Título: FACA NO PESCOÇO
Autor: Helena Chagas
Fonte: O Globo, 29/12/2004, O País, p. 4

Foi tão desgastante a discussão do Orçamento de 2005 que, na cúpula do governo e do Congresso, já existe consenso quanto à necessidade de mudar o sistema. Ou, pelo menos, fechar brechas por onde se infiltram interesses particulares, barganhas diversas, chantagens e até negócios escusos - tudo aquilo que dá ao orçamento de cada ano aquela aura de história mal contada.

Não há ainda condições políticas para zerar tudo e fazer mudanças radicais como a instituição do orçamento impositivo, de cumprimento obrigatório pelo Executivo - o que seria o ideal. Mas algumas imprescindíveis alterações nas regras estabelecidas para a apreciação da lei orçamentária estão amadurecendo e começam a ser negociadas. O presidente da Câmara, João Paulo Cunha (PT-SP), tem tratado do assunto.

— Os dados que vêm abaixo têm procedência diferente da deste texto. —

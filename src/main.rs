//! Breakwater resilience middleware service.
//!
//! Main entry point: initializes tracing, loads configuration, connects
//! to PostgreSQL, runs migrations, and serves the webhook endpoint until
//! a shutdown signal arrives.

use std::{sync::Arc, time::Duration};

use anyhow::{Context, Result};
use breakwater_api::{AppState, Config, PostgresWebhookStore};
use breakwater_core::{storage::Storage, RealClock};
use breakwater_guard::{BreakerRegistry, TracingSink};
use sqlx::postgres::PgPoolOptions;
use tracing::{error, info};

#[tokio::main]
async fn main() -> Result<()> {
    let config = Config::load()?;

    init_tracing(&config.rust_log);
    info!("starting Breakwater resilience middleware");

    let server_addr = config.server_addr()?;
    info!(
        %server_addr,
        max_connections = config.database_max_connections,
        providers = config.providers.len(),
        "configuration loaded"
    );

    let db_pool = create_database_pool(&config).await?;
    info!("database connection pool established");

    run_migrations(&db_pool).await?;
    info!("database migrations completed");

    let storage = Arc::new(Storage::new(db_pool.clone()));
    let store = Arc::new(PostgresWebhookStore::new(storage));
    let clock = Arc::new(RealClock::new());

    // One registry for the process lifetime; business-logic collaborators
    // reach it through AppState, and /stats/circuits exposes snapshots.
    let registry = Arc::new(BreakerRegistry::new(
        config.outbound_defaults(),
        config.outbound_overrides(),
        clock.clone(),
        Arc::new(TracingSink),
    ));

    let state = AppState::new(Arc::new(config), store, registry, clock);

    let server_handle = tokio::spawn(async move {
        if let Err(e) = breakwater_api::start_server(state, server_addr).await {
            error!(error = %e, "server failed");
        }
    });

    info!(addr = %server_addr, "Breakwater is ready to receive webhooks");

    server_handle.await.context("server task panicked")?;

    db_pool.close().await;
    info!("database connections closed, shutdown complete");

    Ok(())
}

/// Initializes tracing with environment-based configuration.
fn init_tracing(default_filter: &str) {
    use tracing_subscriber::{fmt, layer::SubscriberExt, util::SubscriberInitExt, EnvFilter};

    let filter = EnvFilter::try_from_default_env()
        .or_else(|_| EnvFilter::try_new(default_filter))
        .unwrap_or_else(|_| EnvFilter::new("info"));

    let fmt_layer = fmt::layer().with_target(true).with_file(true).with_line_number(true);

    tracing_subscriber::registry().with(filter).with(fmt_layer).init();
}

/// Creates the database connection pool with startup retries.
async fn create_database_pool(config: &Config) -> Result<sqlx::PgPool> {
    const MAX_RETRIES: u32 = 5;
    const RETRY_DELAY: Duration = Duration::from_secs(2);

    let mut retries = 0;

    loop {
        match PgPoolOptions::new()
            .max_connections(config.database_max_connections)
            .min_connections(2)
            .acquire_timeout(Duration::from_secs(10))
            .connect(&config.database_url)
            .await
        {
            Ok(pool) => {
                sqlx::query("SELECT 1")
                    .fetch_one(&pool)
                    .await
                    .context("failed to verify database connection")?;

                return Ok(pool);
            },
            Err(_e) if retries < MAX_RETRIES => {
                retries += 1;
                info!(
                    attempt = retries,
                    max_retries = MAX_RETRIES,
                    "database connection failed, retrying"
                );
                tokio::time::sleep(RETRY_DELAY).await;
            },
            Err(e) => {
                return Err(e).context("failed to create database connection pool after retries");
            },
        }
    }
}

/// Runs idempotent schema migrations.
///
/// The unique indexes on `idempotency_key` are load-bearing: they are the
/// sole arbitration mechanism for concurrent duplicate deliveries.
async fn run_migrations(pool: &sqlx::PgPool) -> Result<()> {
    sqlx::query(
        r#"
        CREATE TABLE IF NOT EXISTS webhook_events (
            id UUID PRIMARY KEY,
            provider TEXT NOT NULL,
            event_type TEXT NOT NULL,
            source_event_id TEXT NOT NULL,
            idempotency_key TEXT NOT NULL UNIQUE,
            payload BYTEA NOT NULL,
            signature TEXT NOT NULL,
            processed_at TIMESTAMPTZ,
            processing_error TEXT,
            retry_count INTEGER NOT NULL DEFAULT 0,
            created_at TIMESTAMPTZ NOT NULL DEFAULT NOW()
        )
        "#,
    )
    .execute(pool)
    .await
    .context("failed to create webhook_events table")?;

    sqlx::query(
        r#"
        CREATE TABLE IF NOT EXISTS bookings (
            id UUID PRIMARY KEY,
            payment_status TEXT NOT NULL DEFAULT 'pending',
            created_at TIMESTAMPTZ NOT NULL DEFAULT NOW(),
            updated_at TIMESTAMPTZ NOT NULL DEFAULT NOW()
        )
        "#,
    )
    .execute(pool)
    .await
    .context("failed to create bookings table")?;

    sqlx::query(
        r#"
        CREATE TABLE IF NOT EXISTS payment_transactions (
            id UUID PRIMARY KEY,
            provider TEXT NOT NULL,
            external_id TEXT NOT NULL,
            idempotency_key TEXT NOT NULL UNIQUE,
            amount_cents BIGINT NOT NULL,
            currency TEXT NOT NULL,
            status TEXT NOT NULL,
            booking_id UUID REFERENCES bookings(id),
            created_at TIMESTAMPTZ NOT NULL DEFAULT NOW(),
            updated_at TIMESTAMPTZ NOT NULL DEFAULT NOW(),
            UNIQUE(provider, external_id)
        )
        "#,
    )
    .execute(pool)
    .await
    .context("failed to create payment_transactions table")?;

    sqlx::query(
        r#"
        CREATE INDEX IF NOT EXISTS idx_webhook_events_provider
        ON webhook_events(provider, created_at DESC)
        "#,
    )
    .execute(pool)
    .await
    .context("failed to create webhook_events provider index")?;

    sqlx::query(
        r#"
        CREATE INDEX IF NOT EXISTS idx_payment_transactions_booking
        ON payment_transactions(booking_id)
        "#,
    )
    .execute(pool)
    .await
    .context("failed to create payment_transactions booking index")?;

    Ok(())
}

Uma das idéias é acabar com as tais emendas coletivas, apresentadas pelas bancadas estaduais, que se transformaram numa espécie de terra de ninguém, onde as empreiteiras fazem a festa. Até as paredes da Câmara e do Senado sabem que esse tipo de emenda se presta a esse tipo de negócio com o dinheiro das obras públicas - ainda que muitos de seus signatários não tenham idéia das maracutaias que outros fazem em seu nome. Esse é justamente o problema: detectada uma irregularidade, é quase impossível chegar ao culpado, já que a emenda é de todos. E há por trás dela um cruzamento de interesses quase impossível de destrinchar.

Em contrapartida, seriam mantidas as emendas individuais, usadas por deputados e senadores para mandar recursos para as bases. Teriam até dotação maior: o valor máximo de R$1,5 milhão por parlamentar seria aumentado para algo em torno de R$4 milhões a partir do ano que vem. Essas emendas incomodam o Executivo porque pulverizam recursos e são vistas como instrumentos de paroquialismo, mas, na verdade, são consideradas de fiscalização relativamente fácil. Afinal, têm digital e identificação. E o parlamentar precisa de um instrumento desse tipo.

Outra alteração discutida é a fixação de um prazo - possivelmente 1º de dezembro de cada ano - para a votação do Orçamento do ano seguinte, que chega ao Congresso em agosto. Medida importante para coibir barganhas e chantagens de última hora - como as que, este ano, assistimos até ontem de madrugada.

Como o Legislativo precisa votar o Orçamento para entrar em recesso, e o Planalto precisa ter a lei aprovada até 31 de dezembro para começar a gastar no ano seguinte, quase todas as barganhas dessa fase são bem sucedidas. Basta o sujeito ameaçar obstruir a votação. O que, por sinal, já virou moda. Só que nem sempre o resultado final da operação é o mais benéfico ao interesse público.

- Somos obrigados a negociar com a faca no pescoço - queixava-se ontem João Paulo, que retornou a Brasília para a votação.

- Nessa época, isso aqui vira um mercado de peixe - observava, por sua vez, o deputado Jorge Bittar (PT-RJ), que já foi relator do Orçamento e é favorável a mudanças nas regras do jogo.

Ninguém acredita, porém, na possibilidade de Executivo e Legislativo se entenderem a ponto de instituir o orçamento impositivo, que deixaria de ser meramente autorizativo como hoje. Em tese, é a forma mais democrática e responsável de se discutir e decidir, a cada ano, as prioridades do gasto público. O governo fecharia sua proposta, o Congresso faria uma discussão séria e o que restasse escrito ali seria rigorosamente cumprido - como qualquer lei.

A coisa começa a pegar, porém, já no Executivo. Sua proposta anual de Orçamento, que deveria ser sempre uma declaração de intenções à sociedade sobre como, onde e quando gastar o dinheiro público, costuma incluir intenções não declaradas - como a de segurar recursos na boca do caixa para aumentar o superávit, por exemplo.

Da capacidade do Congresso de levar adiante uma discussão responsável, sem vender lotes na lua ou encontrar receitas que não vão se realizar - mas que permitem aos parlamentares faturar nas bases - nem se fala.

Por isso, assistimos todos os anos ao mesmo filme: puxa daqui, estica dali, acha-se mais R$10 bilhões para investimento, R$900 milhões para o fundo dos governadores, R$2 bilhões para emendas, e pronto: aí está o Orçamento da União, do tamanho dos sonhos do Congresso, alguns números acima do modelito do Planalto.

E se todas essas estimativas de aumento de receita não se confirmarem? Não acontece nada, nadinha mesmo.